Directions for this task: An exact reproduction of all entries is expected.

'''

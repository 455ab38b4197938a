//! Keeps the overlay pixel-aligned with the player across layout changes.
//!
//! ORDERING
//! ========
//! Each apply reads the player box, resizes through the scaler, and only then
//! reads the surface width back. The scaler call is the only thing that changes
//! the surface's pixel size, so reading it earlier would see the old size.

use std::rc::Rc;

use crate::error::{GeometryError, ResizeError};
use crate::geometry::{Geometry, LayoutRegime, scale_ratio, wrapper_width_percent};
use crate::scaler::ResizeOptions;
use crate::session::Session;

#[cfg(test)]
#[path = "resize_test.rs"]
mod resize_test;

pub struct ResizeCoordinator {
    session: Rc<Session>,
}

impl ResizeCoordinator {
    #[must_use]
    pub fn new(session: Rc<Session>) -> Self {
        Self { session }
    }

    /// Recompute geometry for the windowed player.
    ///
    /// # Errors
    ///
    /// See [`ResizeCoordinator::apply`].
    pub fn apply_small(&self) -> Result<Geometry, ResizeError> {
        self.apply(LayoutRegime::Small)
    }

    /// Recompute geometry for the fullscreen player.
    ///
    /// # Errors
    ///
    /// See [`ResizeCoordinator::apply`].
    pub fn apply_fullscreen(&self) -> Result<Geometry, ResizeError> {
        self.apply(LayoutRegime::Fullscreen)
    }

    /// Switch to `regime` and recompute the full geometry from fresh reads.
    ///
    /// Idempotent for an unchanged player box. On error nothing after the
    /// failing step is written and the previous geometry is kept.
    ///
    /// # Errors
    ///
    /// Returns [`ResizeError::Geometry`] when the natural size is unknown or
    /// the player box is empty, [`ResizeError::Scaler`] when the scaler fails,
    /// and [`ResizeError::Host`] when the overlay style cannot be written.
    pub fn apply(&self, regime: LayoutRegime) -> Result<Geometry, ResizeError> {
        self.session.set_regime(regime);
        let natural = self.session.natural_size()?;

        let player = self.session.player().player_box(regime);
        if player.is_empty() {
            return Err(GeometryError::EmptyPlayerBox.into());
        }
        let ratio = scale_ratio(player.height, natural.height)?;

        self.session.scaler().resize(ratio, &ResizeOptions::default())?;

        let surface_pixel_width = self.session.overlay().surface_pixel_width();
        let wrapper_percent = wrapper_width_percent(surface_pixel_width, player.width)?;
        self.session.overlay().set_outer_box(player)?;
        self.session.overlay().set_width_percent(wrapper_percent)?;

        let geometry = Geometry { regime, player, scale_ratio: ratio, surface_pixel_width, wrapper_percent };
        self.session.replace_geometry(geometry);
        log::debug!(
            "overlay resized: {regime:?} {}x{} ratio={ratio:.4} surface={surface_pixel_width}px width={wrapper_percent}%",
            player.width,
            player.height
        );
        Ok(geometry)
    }
}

'''

Output below:
repository 455ab38b4197938a
//! Keeps the overlay pixel-aligned with the player across layout changes.
//!
//! ORDERING
//! ========
//! Each apply reads the player box, resizes through the scaler, and only then
//! reads the surface width back. The scaler call is the only thing that changes
//! the surface's pixel size, so reading it earlier would see the old size.

use std::rc::Rc;

use crate::error::{GeometryError, ResizeError};
use crate::geometry::{Geometry, LayoutRegime, scale_ratio, wrapper_width_percent};
use crate::scaler::ResizeOptions;
use crate::session::Session;

#[cfg(test)]
#[path = "resize_test.rs"]
mod resize_test;

pub struct ResizeCoordinator {
    session: Rc<Session>,
}

impl ResizeCoordinator {
    #[must_use]
    pub fn new(session: Rc<Session>) -> Self {
        Self { session }
    }

    /// Recompute geometry for the windowed player.
    ///
    /// # Errors
    ///
    /// See [`ResizeCoordinator::apply`].
    pub fn apply_small(&self) -> Result<Geometry, ResizeError> {
        self.apply(LayoutRegime::Small)
    }

    /// Recompute geometry for the fullscreen player.
    ///
    /// # Errors
    ///
    /// See [`ResizeCoordinator::apply`].
    pub fn apply_fullscreen(&self) -> Result<Geometry, ResizeError> {
        self.apply(LayoutRegime::Fullscreen)
    }

    /// Switch to `regime` and recompute the full geometry from fresh reads.
    ///
    /// Idempotent for an unchanged player box. On error nothing after the
    /// failing step is written and the previous geometry is kept.
    ///
    /// # Errors
    ///
    /// Returns [`ResizeError::Geometry`] when the natural size is unknown or
    /// the player box is empty, [`ResizeError::Scaler`] when the scaler fails,
    /// and [`ResizeError::Host`] when the overlay style cannot be written.
    pub fn apply(&self, regime: LayoutRegime) -> Result<Geometry, ResizeError> {
        self.session.set_regime(regime);
        let natural = self.session.natural_size()?;

        let player = self.session.player().player_box(regime);
        if player.is_empty() {
            return Err(GeometryError::EmptyPlayerBox.into());
        }
        let ratio = scale_ratio(player.height, natural.height)?;

        self.session.scaler().resize(ratio, &ResizeOptions::default())?;

        let surface_pixel_width = self.session.overlay().surface_pixel_width();
        let wrapper_percent = wrapper_width_percent(surface_pixel_width, player.width)?;
        self.session.overlay().set_outer_box(player)?;
        self.session.overlay().set_width_percent(wrapper_percent)?;

        let geometry = Geometry { regime, player, scale_ratio: ratio, surface_pixel_width, wrapper_percent };
        self.session.replace_geometry(geometry);
        log::debug!(
            "overlay resized: {regime:?} {}x{} ratio={ratio:.4} surface={surface_pixel_width}px width={wrapper_percent}%",
            player.width,
            player.height
        );
        Ok(geometry)
    }
}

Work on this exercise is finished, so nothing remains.